At this stage, it is vital for the proctor to keep in mind the main goal of the needs assessment and ask probing questions or present relevant information.  There are a variety of methods for collecting this data, they are as follows:
•    Interviews: Interviews can be done in groups or in a one on one situation.  In this method, questions and conversation unfold the needed data.
•    Direct Observation: Direct observation is pretty much exactly what it states.  The people gathering the data observe employees in action while taking notes about performance and details on methods used to complete work related tasks.
•    Indirect Examination: Employees are not directly observed but rather examined by looking at indicators such as work samples or records.
•    Questionnaires: Information is gathered via survey questions.
•    Task Analysis General mode of operation is carried out and analyzed.
•    Informant Groups: Key players that are knowledgeable about the current system are broken into groups to discuss possible problems and/or solutions.
•    Critical Incident: Management identifies critical factors within work related tasks to help collect data.
•    Competency Assessment: This method narrows down the critical characteristics of key performers.

Which type of data collection process you choose to go with would greatly depend on what type of problem your experiencing, how much time you have to solve the problem and also how much funding you have available to complete the assessment.

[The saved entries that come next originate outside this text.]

use std::fmt;
use std::str::FromStr;

use serde::{Deserialize, Serialize};

use crate::{Error, Result};

/// Observed power state of a VM instance.
///
/// The numeric codes are fixed by the servers API and carried by the enum
/// discriminants; `code`/`from_code` round-trip losslessly over all six
/// values. On the wire the state travels as its SCREAMING-CASE name.
#[derive(Debug, Clone, Copy, PartialEq, Eq, Hash, Serialize, Deserialize)]
#[serde(rename_all = "UPPERCASE")]
#[repr(u8)]
pub enum PowerStatus {
    Paused = 0,
    Shutdown = 1,
    Crashed = 2,
    Nostate = 3,
    Running = 4,
    Suspended = 5,
}

impl PowerStatus {
    /// Numeric wire code for this state.
    pub const fn code(self) -> u8 {
        self as u8
    }

    /// Inverse of [`code`](Self::code). Codes outside `0..=5` are an error.
    pub fn from_code(code: u8) -> Result<Self> {
        match code {
            0 => Ok(Self::Paused),
            1 => Ok(Self::Shutdown),
            2 => Ok(Self::Crashed),
            3 => Ok(Self::Nostate),
            4 => Ok(Self::Running),
            5 => Ok(Self::Suspended),
            other => Err(Error::UnknownPowerStatusCode(other)),
        }
    }

    pub const fn as_str(self) -> &'static str {
        match self {
            Self::Paused => "PAUSED",
            Self::Shutdown => "SHUTDOWN",
            Self::Crashed => "CRASHED",
            Self::Nostate => "NOSTATE",
            Self::Running => "RUNNING",
            Self::Suspended => "SUSPENDED",
        }
    }

    pub const ALL: [Self; 6] = [
        Self::Paused,
        Self::Shutdown,
        Self::Crashed,
        Self::Nostate,
        Self::Running,
        Self::Suspended,
    ];
}

impl fmt::Display for PowerStatus {
    fn fmt(&self, f: &mut fmt::Formatter<'_>) -> fmt::Result {
        f.write_str(self.as_str())
    }
}

impl FromStr for PowerStatus {
    type Err = Error;

    fn from_str(s: &str) -> Result<Self> {
        match s {
            "PAUSED" => Ok(Self::Paused),
            "SHUTDOWN" => Ok(Self::Shutdown),
            "CRASHED" => Ok(Self::Crashed),
            "NOSTATE" => Ok(Self::Nostate),
            "RUNNING" => Ok(Self::Running),
            "SUSPENDED" => Ok(Self::Suspended),
            other => Err(Error::UnknownPowerStatus(other.to_string())),
        }
    }
}

#[cfg(test)]
mod tests {
    use super::*;

    #[test]
    fn codes_are_fixed() {
        assert_eq!(PowerStatus::Paused.code(), 0);
        assert_eq!(PowerStatus::Shutdown.code(), 1);
        assert_eq!(PowerStatus::Crashed.code(), 2);
        assert_eq!(PowerStatus::Nostate.code(), 3);
        assert_eq!(PowerStatus::Running.code(), 4);
        assert_eq!(PowerStatus::Suspended.code(), 5);
    }

    #[test]
    fn name_to_code_round_trips() {
        for status in PowerStatus::ALL {
            let code = status.code();
            assert_eq!(PowerStatus::from_code(code).unwrap(), status);
        }
    }

    #[test]
    fn code_to_name_round_trips() {
        for code in 0..=5u8 {
            let status = PowerStatus::from_code(code).unwrap();
            assert_eq!(status.code(), code);
            assert_eq!(status.as_str().parse::<PowerStatus>().unwrap(), status);
        }
    }

    #[test]
    fn unknown_inputs_are_errors() {
        assert_eq!(
            PowerStatus::from_code(6),
            Err(Error::UnknownPowerStatusCode(6))
        );
        assert_eq!(
            "SUSPEND".parse::<PowerStatus>(),
            Err(Error::UnknownPowerStatus("SUSPEND".into()))
        );
    }

    #[test]
    fn serializes_as_wire_name() {
        let json = serde_json::to_string(&PowerStatus::Running).unwrap();
        assert_eq!(json, "\"RUNNING\"");
        let back: PowerStatus = serde_json::from_str("\"SUSPENDED\"").unwrap();
        assert_eq!(back, PowerStatus::Suspended);
    }
}
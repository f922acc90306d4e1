use vmc_domain::instance::SourceKind;
use vmc_domain::{PowerStatus, VmInstanceListItem};

/// Specification for creating a VM instance.
#[derive(Debug, Clone)]
pub struct CreateInstanceSpec {
    pub name: String,
    pub description: String,
    pub host: String,
    pub flavor_id: i64,
    pub source_kind: SourceKind,
    pub source_id: i64,
}

/// One page of the instance list.
#[derive(Debug, Clone)]
pub struct VmInstancePage {
    pub page_size: u32,
    pub page_number: u32,
    pub total_page_count: u32,
    pub total_count: u64,
    pub items: Vec<VmInstanceListItem>,
}

/// Outcome of a power-state change request.
#[derive(Debug, Clone)]
pub struct PowerStatusReceipt {
    pub success: bool,
    pub message: Option<String>,
    pub instance_id: String,
    pub new_power_status: Option<PowerStatus>,
}

/// Outcome of an instance deletion request.
#[derive(Debug, Clone)]
pub struct DeleteReceipt {
    pub instance_id: String,
    pub is_accepted: bool,
    pub is_deleted: bool,
}
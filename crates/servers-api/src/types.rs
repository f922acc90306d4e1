use chrono::{DateTime, Utc};
use serde::{Deserialize, Serialize};

use vmc_domain::PowerStatus;

// ── Envelope ─────────────────────────────────────────────────────────

/// Every servers endpoint wraps its payload in `{ data, message, code }`.
#[derive(Debug, Clone, Deserialize)]
pub struct ApiEnvelope<T> {
    pub data: T,
    pub message: String,
    pub code: String,
}

/// Error body the servers service produces for non-2xx responses.
#[derive(Debug, Clone, Deserialize)]
pub struct ErrorBody {
    pub error: String,
    pub code: String,
    pub timestamp: String,
    pub path: String,
}

// ── Requests ─────────────────────────────────────────────────────────

#[derive(Debug, Clone, Serialize)]
#[serde(rename_all = "camelCase")]
pub struct CreateInstanceRequest {
    pub name: String,
    pub description: String,
    pub host: String,
    pub flavor_id: i64,
    pub source_type: u8,
    pub source_id: i64,
}

#[derive(Debug, Clone, Serialize)]
#[serde(rename_all = "camelCase")]
pub struct DeleteInstanceRequest {
    pub instance_id: i64,
}

#[derive(Debug, Clone, Serialize)]
#[serde(rename_all = "camelCase")]
pub struct UpdatePowerStatusRequest {
    pub instance_id: i64,
    /// Power-action wire code ("0".."3"), not a power-status code.
    pub power_status_action: String,
}

// ── Responses ────────────────────────────────────────────────────────

/// Single-instance lookup response. Minimal field set.
#[derive(Debug, Clone, Serialize, Deserialize)]
#[serde(rename_all = "camelCase")]
pub struct InstanceDetail {
    pub id: i64,
    pub name: String,
    pub alias: String,
    pub power_status: PowerStatus,
    pub host: String,
}

/// List-row response: detail fields plus description, source, and flavor.
#[derive(Debug, Clone, Serialize, Deserialize)]
#[serde(rename_all = "camelCase")]
pub struct InstanceRecord {
    pub id: i64,
    pub name: String,
    pub alias: String,
    pub power_status: PowerStatus,
    pub host: String,
    pub description: String,
    pub source: SourceRecord,
    pub flavor: FlavorRecord,
    #[serde(skip_serializing_if = "Option::is_none")]
    pub created_at: Option<DateTime<Utc>>,
}

#[derive(Debug, Clone, Serialize, Deserialize)]
#[serde(rename_all = "camelCase")]
pub struct SourceRecord {
    #[serde(rename = "type")]
    pub kind: String,
    pub id: i64,
    pub name: String,
}

#[derive(Debug, Clone, Serialize, Deserialize)]
#[serde(rename_all = "camelCase")]
pub struct FlavorRecord {
    pub id: i64,
    pub name: String,
    pub description: String,
    pub memory: i64,
    pub root_disk: i64,
    pub vcpu: f64,
}

#[derive(Debug, Clone, Serialize, Deserialize)]
#[serde(rename_all = "camelCase")]
pub struct InstancePage {
    pub page_size: u32,
    pub page_number: u32,
    pub total_page_count: u32,
    pub total_count: u64,
    pub data: Vec<InstanceRecord>,
}

#[derive(Debug, Clone, Serialize, Deserialize)]
#[serde(rename_all = "camelCase")]
pub struct PowerStatusUpdate {
    pub success: bool,
    #[serde(skip_serializing_if = "Option::is_none")]
    pub message: Option<String>,
    pub instance_id: i64,
    #[serde(skip_serializing_if = "Option::is_none")]
    pub new_power_status: Option<PowerStatus>,
}

#[derive(Debug, Clone, Serialize, Deserialize)]
#[serde(rename_all = "camelCase")]
pub struct DeleteReceipt {
    pub instance_id: i64,
    pub is_accepted: bool,
    pub is_deleted: bool,
}
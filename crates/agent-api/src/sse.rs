/// Incremental parser for a server-sent-events byte stream.
///
/// Accumulates chunks as they arrive and yields the joined `data:` payload of
/// each complete event (events end at a blank line). Comment lines and fields
/// other than `data` are dropped, which is all the agent stream uses.
#[derive(Debug, Default)]
pub(crate) struct SseBuffer {
    buf: String,
}

impl SseBuffer {
    pub(crate) fn push(&mut self, bytes: &[u8]) {
        self.buf.push_str(&String::from_utf8_lossy(bytes).replace("\r\n", "\n"));
    }

    /// Next complete event's data payload, if one is fully buffered.
    /// Events without any `data:` line are skipped.
    pub(crate) fn next_event(&mut self) -> Option<String> {
        while let Some(end) = self.buf.find("\n\n") {
            let raw: String = self.buf.drain(..end + 2).collect();
            if let Some(data) = parse_event(&raw) {
                return Some(data);
            }
        }
        None
    }

    /// Data of a final event not terminated by a blank line, once the
    /// underlying stream has ended.
    pub(crate) fn flush(&mut self) -> Option<String> {
        let raw = std::mem::take(&mut self.buf);
        parse_event(&raw)
    }
}

fn parse_event(raw: &str) -> Option<String> {
    let mut data_lines = Vec::new();
    for line in raw.lines() {
        if let Some(rest) = line.strip_prefix("data:") {
            data_lines.push(rest.strip_prefix(' ').unwrap_or(rest));
        }
    }
    if data_lines.is_empty() {
        None
    } else {
        Some(data_lines.join("\n"))
    }
}
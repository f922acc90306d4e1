use std::fmt;
use std::str::FromStr;

use serde::{Deserialize, Serialize};

use crate::{Error, Result};

/// User-invokable power transition, distinct from the observed
/// [`PowerStatus`](crate::PowerStatus).
///
/// Wire codes are explicitly tabulated rather than derived from declaration
/// order: reordering the variants must not change what goes on the wire.
/// Action codes are strings and status codes are numbers; the two namespaces
/// never mix even where the numeric values coincide.
#[derive(Debug, Clone, Copy, PartialEq, Eq, Hash, Serialize, Deserialize)]
#[serde(rename_all = "lowercase")]
pub enum PowerAction {
    Start,
    Shutdown,
    Reboot,
    Pause,
}

impl PowerAction {
    /// Wire code sent as `powerStatusAction`.
    pub const fn code(self) -> &'static str {
        match self {
            Self::Start => "0",
            Self::Shutdown => "1",
            Self::Reboot => "2",
            Self::Pause => "3",
        }
    }

    /// Inverse of [`code`](Self::code), same explicit-table shape.
    pub fn from_code(code: &str) -> Result<Self> {
        match code {
            "0" => Ok(Self::Start),
            "1" => Ok(Self::Shutdown),
            "2" => Ok(Self::Reboot),
            "3" => Ok(Self::Pause),
            other => Err(Error::UnknownPowerActionCode(other.to_string())),
        }
    }

    pub const fn as_str(self) -> &'static str {
        match self {
            Self::Start => "start",
            Self::Shutdown => "shutdown",
            Self::Reboot => "reboot",
            Self::Pause => "pause",
        }
    }

    pub const ALL: [Self; 4] = [Self::Start, Self::Shutdown, Self::Reboot, Self::Pause];
}

impl fmt::Display for PowerAction {
    fn fmt(&self, f: &mut fmt::Formatter<'_>) -> fmt::Result {
        f.write_str(self.as_str())
    }
}

impl FromStr for PowerAction {
    type Err = Error;

    fn from_str(s: &str) -> Result<Self> {
        match s {
            "start" => Ok(Self::Start),
            "shutdown" => Ok(Self::Shutdown),
            "reboot" => Ok(Self::Reboot),
            "pause" => Ok(Self::Pause),
            other => Err(Error::UnknownPowerAction(other.to_string())),
        }
    }
}

#[cfg(test)]
mod tests {
    use super::*;

    #[test]
    fn codes_match_the_table() {
        assert_eq!(PowerAction::Start.code(), "0");
        assert_eq!(PowerAction::Shutdown.code(), "1");
        assert_eq!(PowerAction::Reboot.code(), "2");
        assert_eq!(PowerAction::Pause.code(), "3");
    }

    #[test]
    fn code_round_trips() {
        for action in PowerAction::ALL {
            assert_eq!(PowerAction::from_code(action.code()).unwrap(), action);
        }
    }

    #[test]
    fn name_round_trips() {
        for action in PowerAction::ALL {
            assert_eq!(action.as_str().parse::<PowerAction>().unwrap(), action);
        }
    }

    #[test]
    fn unknown_inputs_are_errors() {
        assert_eq!(
            PowerAction::from_code("4"),
            Err(Error::UnknownPowerActionCode("4".into()))
        );
        assert_eq!(
            "restart".parse::<PowerAction>(),
            Err(Error::UnknownPowerAction("restart".into()))
        );
    }

    #[test]
    fn action_codes_are_not_status_codes() {
        // start maps to "0" while PAUSED maps to 0; shutdown happens to match.
        // The coincidence is numeric only, the domains stay separate.
        use crate::PowerStatus;
        assert_eq!(PowerAction::Start.code(), "0");
        assert_eq!(PowerStatus::Paused.code(), 0);
        assert_ne!(PowerAction::Start.as_str(), PowerStatus::Paused.as_str());
    }
}
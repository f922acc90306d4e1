use async_trait::async_trait;
use futures_util::StreamExt;
use tracing::info;

use vmc_domain::{PowerAction, VmFlavor, VmInstance, VmInstanceListItem, VmSource};

use crate::types::{CreateInstanceSpec, DeleteReceipt, PowerStatusReceipt, VmInstancePage};
use crate::{ChatApi, ChatStream, Error, Result, VmApi};

/// HTTP-backed VM service client.
///
/// Delegates to [`servers_api::ServersClient`] and maps wire DTOs into the
/// domain value objects.
pub struct HttpVmApi {
    client: servers_api::ServersClient,
}

impl HttpVmApi {
    pub fn new(client: servers_api::ServersClient) -> Self {
        Self { client }
    }
}

fn parse_id(instance_id: &str) -> Result<i64> {
    instance_id
        .parse()
        .map_err(|_| Error::InvalidId(instance_id.to_string()))
}

/// Build the detail value object from its wire DTO. Copies every field.
pub(crate) fn instance_from_detail(dto: &servers_api::InstanceDetail) -> VmInstance {
    VmInstance {
        name: dto.name.clone(),
        id: dto.id.to_string(),
        power_state: dto.power_status,
        alias: dto.alias.clone(),
        host: dto.host.clone(),
    }
}

/// Build a list-row value object from its wire DTO. The detail fields are
/// mapped exactly as in [`instance_from_detail`]; source and flavor are
/// copied so the result shares nothing with the DTO.
pub(crate) fn instance_from_record(dto: &servers_api::InstanceRecord) -> VmInstanceListItem {
    VmInstanceListItem {
        name: dto.name.clone(),
        id: dto.id.to_string(),
        power_state: dto.power_status,
        alias: dto.alias.clone(),
        host: dto.host.clone(),
        description: dto.description.clone(),
        source: VmSource {
            kind: dto.source.kind.clone(),
            id: dto.source.id,
            name: dto.source.name.clone(),
        },
        flavor: VmFlavor {
            id: dto.flavor.id,
            name: dto.flavor.name.clone(),
            description: dto.flavor.description.clone(),
            memory: dto.flavor.memory,
            root_disk: dto.flavor.root_disk,
            vcpu: dto.flavor.vcpu,
        },
    }
}

#[async_trait]
impl VmApi for HttpVmApi {
    async fn get_instance(&self, instance_id: &str) -> Result<VmInstance> {
        let dto = self.client.get_instance(parse_id(instance_id)?).await?;
        Ok(instance_from_detail(&dto))
    }

    async fn get_instance_list(&self, page: u32, size: u32) -> Result<VmInstancePage> {
        let dto = self.client.list_instances(page, size).await?;
        Ok(VmInstancePage {
            page_size: dto.page_size,
            page_number: dto.page_number,
            total_page_count: dto.total_page_count,
            total_count: dto.total_count,
            items: dto.data.iter().map(instance_from_record).collect(),
        })
    }

    async fn create_instance(&self, spec: &CreateInstanceSpec) -> Result<VmInstanceListItem> {
        let dto = self
            .client
            .create_instance(&servers_api::CreateInstanceRequest {
                name: spec.name.clone(),
                description: spec.description.clone(),
                host: spec.host.clone(),
                flavor_id: spec.flavor_id,
                source_type: spec.source_kind.code(),
                source_id: spec.source_id,
            })
            .await?;

        info!(instance_id = dto.id, name = %dto.name, "servers: instance created");
        Ok(instance_from_record(&dto))
    }

    async fn delete_instance(&self, instance_id: &str) -> Result<DeleteReceipt> {
        let dto = self.client.delete_instance(parse_id(instance_id)?).await?;
        info!(instance_id = dto.instance_id, accepted = dto.is_accepted, "servers: instance delete requested");
        Ok(DeleteReceipt {
            instance_id: dto.instance_id.to_string(),
            is_accepted: dto.is_accepted,
            is_deleted: dto.is_deleted,
        })
    }

    async fn update_power_status(
        &self,
        instance_id: &str,
        action: PowerAction,
    ) -> Result<PowerStatusReceipt> {
        let dto = self
            .client
            .update_power_status(parse_id(instance_id)?, action.code())
            .await?;

        info!(instance_id = %instance_id, action = %action, "servers: power status updated");
        Ok(PowerStatusReceipt {
            success: dto.success,
            message: dto.message,
            instance_id: dto.instance_id.to_string(),
            new_power_status: dto.new_power_status,
        })
    }
}

/// HTTP-backed chat service client.
pub struct HttpChatApi {
    client: agent_api::AgentClient,
}

impl HttpChatApi {
    pub fn new(client: agent_api::AgentClient) -> Self {
        Self { client }
    }
}

#[async_trait]
impl ChatApi for HttpChatApi {
    async fn send_message(&self, req: &agent_api::ChatRequest) -> Result<agent_api::AgentResponse> {
        Ok(self.client.send_message(req).await?)
    }

    async fn send_message_with_system_prompt(
        &self,
        req: &agent_api::ChatRequest,
        system_prompt: &str,
    ) -> Result<agent_api::AgentResponse> {
        Ok(self
            .client
            .send_message_with_system_prompt(req, system_prompt)
            .await?)
    }

    async fn create_streaming_chat(
        &self,
        message: &str,
        conversation_id: Option<&str>,
        user_id: Option<&str>,
    ) -> Result<ChatStream> {
        let stream = self
            .client
            .stream_chat(message, conversation_id, user_id)
            .await?;
        Ok(stream.map(|item| item.map_err(Error::from)).boxed())
    }

    async fn get_conversations(
        &self,
        user_id: Option<&str>,
        active_only: bool,
    ) -> Result<Vec<agent_api::Conversation>> {
        Ok(self.client.get_conversations(user_id, active_only).await?)
    }

    async fn delete_conversation(
        &self,
        conversation_id: &str,
        user_id: Option<&str>,
    ) -> Result<()> {
        self.client
            .delete_conversation(conversation_id, user_id)
            .await?;
        info!(conversation_id = %conversation_id, "agent: conversation deleted");
        Ok(())
    }

    async fn get_health(&self) -> Result<agent_api::AgentHealth> {
        Ok(self.client.get_health().await?)
    }
}

#[cfg(test)]
mod tests {
    use super::*;
    use vmc_domain::PowerStatus;

    fn record_fixture() -> servers_api::InstanceRecord {
        serde_json::from_value(serde_json::json!({
            "id": 1,
            "name": "production-web-server",
            "alias": "web-prod-001",
            "powerStatus": "RUNNING",
            "host": "prod-host-01.company.com",
            "description": "Production web server for main application",
            "source": { "type": "image", "id": 101, "name": "ubuntu-22.04-lts" },
            "flavor": {
                "id": 201,
                "name": "standard-4",
                "description": "4 vCPU, 8GB RAM, 80GB Disk",
                "memory": 8192,
                "rootDisk": 80,
                "vcpu": 4
            }
        }))
        .unwrap()
    }

    #[test]
    fn detail_mapping_copies_all_fields() {
        let dto = servers_api::InstanceDetail {
            id: 123,
            name: "test-vm".into(),
            alias: "test-alias".into(),
            power_status: PowerStatus::Running,
            host: "test-host.com".into(),
        };
        let vm = instance_from_detail(&dto);
        assert_eq!(vm.id, "123");
        assert_eq!(vm.name, "test-vm");
        assert_eq!(vm.power_state_code(), 4);
    }

    #[test]
    fn record_mapping_is_independent_of_the_dto() {
        let mut dto = record_fixture();
        let vm = instance_from_record(&dto);

        dto.name = "mutated".into();
        dto.source.name = "mutated".into();
        dto.flavor.memory = 0;

        assert_eq!(vm.name, "production-web-server");
        assert_eq!(vm.source.name, "ubuntu-22.04-lts");
        assert_eq!(vm.flavor.memory, 8192);
    }

    #[test]
    fn record_maps_detail_fields_like_the_detail_converter() {
        let dto = record_fixture();
        let item = instance_from_record(&dto);
        let detail = servers_api::InstanceDetail {
            id: dto.id,
            name: dto.name.clone(),
            alias: dto.alias.clone(),
            power_status: dto.power_status,
            host: dto.host.clone(),
        };
        assert_eq!(item.as_instance(), instance_from_detail(&detail));
    }

    #[test]
    fn non_numeric_id_is_rejected() {
        assert!(matches!(parse_id("vm-abc"), Err(Error::InvalidId(_))));
        assert_eq!(parse_id("42").unwrap(), 42);
    }
}
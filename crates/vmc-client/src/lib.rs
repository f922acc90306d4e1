//! Backend access layer for the VM console.
//!
//! Exposes one capability trait per service domain ([`VmApi`], [`ChatApi`])
//! with two interchangeable implementations each: an HTTP client for the real
//! services and an in-memory mock for development. [`ApiProviders`] picks one
//! per domain from [`ApiConfig`] and memoizes it for its lifetime.

pub mod config;
pub mod http;
pub mod mock;
pub mod types;

use std::sync::{Arc, OnceLock};

use async_trait::async_trait;
use futures_util::stream::BoxStream;

pub use agent_api::{AgentHealth, AgentResponse, ChatRequest, Conversation};
pub use config::{ApiConfig, BackendKind, RunMode};
pub use types::{CreateInstanceSpec, DeleteReceipt, PowerStatusReceipt, VmInstancePage};
use vmc_domain::{PowerAction, VmInstance, VmInstanceListItem};

#[derive(Debug, thiserror::Error)]
pub enum Error {
    #[error("servers api error: {0}")]
    Servers(#[from] servers_api::Error),

    #[error("agent api error: {0}")]
    Agent(#[from] agent_api::Error),

    #[error("domain error: {0}")]
    Domain(#[from] vmc_domain::Error),

    #[error("invalid instance id: {0}")]
    InvalidId(String),
}

pub type Result<T> = std::result::Result<T, Error>;

/// `data:` payloads of a streaming chat, in arrival order.
pub type ChatStream = BoxStream<'static, Result<String>>;

/// Backend-agnostic interface to the VM instance service.
///
/// Both the HTTP and the mock backend satisfy these signatures, so callers
/// never learn which one is active.
#[async_trait]
pub trait VmApi: Send + Sync + 'static {
    /// Fetch one instance (detail variant).
    async fn get_instance(&self, instance_id: &str) -> Result<VmInstance>;

    /// Fetch one page of the instance list (full variant rows).
    async fn get_instance_list(&self, page: u32, size: u32) -> Result<VmInstancePage>;

    /// Create an instance from the given spec.
    async fn create_instance(&self, spec: &CreateInstanceSpec) -> Result<VmInstanceListItem>;

    /// Request deletion of an instance.
    async fn delete_instance(&self, instance_id: &str) -> Result<DeleteReceipt>;

    /// Apply a power action to an instance.
    async fn update_power_status(
        &self,
        instance_id: &str,
        action: PowerAction,
    ) -> Result<PowerStatusReceipt>;
}

/// Backend-agnostic interface to the AI chat assistant service.
#[async_trait]
pub trait ChatApi: Send + Sync + 'static {
    async fn send_message(&self, req: &ChatRequest) -> Result<AgentResponse>;

    async fn send_message_with_system_prompt(
        &self,
        req: &ChatRequest,
        system_prompt: &str,
    ) -> Result<AgentResponse>;

    /// Open a streaming chat; the stream yields response fragments.
    async fn create_streaming_chat(
        &self,
        message: &str,
        conversation_id: Option<&str>,
        user_id: Option<&str>,
    ) -> Result<ChatStream>;

    async fn get_conversations(
        &self,
        user_id: Option<&str>,
        active_only: bool,
    ) -> Result<Vec<Conversation>>;

    async fn delete_conversation(
        &self,
        conversation_id: &str,
        user_id: Option<&str>,
    ) -> Result<()>;

    async fn get_health(&self) -> Result<AgentHealth>;
}

/// Registry of the resolved API backends, owned by the composition root.
///
/// Each domain's backend is chosen on first use and cached for the lifetime
/// of the registry; repeated calls hand out the same instance. The once-only
/// cells make that a real compute-once guarantee even under concurrent first
/// calls.
pub struct ApiProviders {
    config: ApiConfig,
    vm: OnceLock<Arc<dyn VmApi>>,
    chat: OnceLock<Arc<dyn ChatApi>>,
}

impl ApiProviders {
    pub fn new(config: ApiConfig) -> Self {
        Self {
            config,
            vm: OnceLock::new(),
            chat: OnceLock::new(),
        }
    }

    pub fn from_env() -> Self {
        Self::new(ApiConfig::from_env())
    }

    pub fn config(&self) -> &ApiConfig {
        &self.config
    }

    /// The VM service client, resolved once per registry.
    pub fn vm(&self) -> Arc<dyn VmApi> {
        self.vm
            .get_or_init(|| {
                let kind = self.config.backend();
                tracing::info!(backend = kind.as_str(), "resolved VM API backend");
                let client: Arc<dyn VmApi> = match kind {
                    BackendKind::Mock => Arc::new(mock::MockVmApi::new()),
                    BackendKind::Http => Arc::new(http::HttpVmApi::new(
                        servers_api::ServersClient::new(&self.config.servers_api_url),
                    )),
                };
                client
            })
            .clone()
    }

    /// The chat service client, resolved once per registry.
    pub fn chat(&self) -> Arc<dyn ChatApi> {
        self.chat
            .get_or_init(|| {
                let kind = self.config.backend();
                tracing::info!(backend = kind.as_str(), "resolved chat API backend");
                let client: Arc<dyn ChatApi> = match kind {
                    BackendKind::Mock => Arc::new(mock::MockChatApi::new()),
                    BackendKind::Http => Arc::new(http::HttpChatApi::new(
                        agent_api::AgentClient::new(&self.config.agent_api_url),
                    )),
                };
                client
            })
            .clone()
    }
}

I Have My Data.  Now What?

The last step in the process requires using all of the data gathered thus far and putting it into practical use.  Instructional Designers should be able to pinpoint key factors in the data that will help them to use the information gathered successfully.  At first, this can become a Herculean task but experience is a great teacher.  After getting a couple of assessments under your belt, you will find that important information will begin to stick out like a sore thumb.
The data also needs to be summarized in some form to facilitate demonstrating the outcome of the needs assessment to management.  The needs assessment should directly reflect the shortcomings of current training methods and procedures and also pave the way for future plans regarding instruction and/or materials.  If implemented successfully, a needs assessment can be a useful tool for today’s instructional designer.  It can also save companies and/or schools a lot of man hours by limiting human resource changes to only those that are focused and necessary.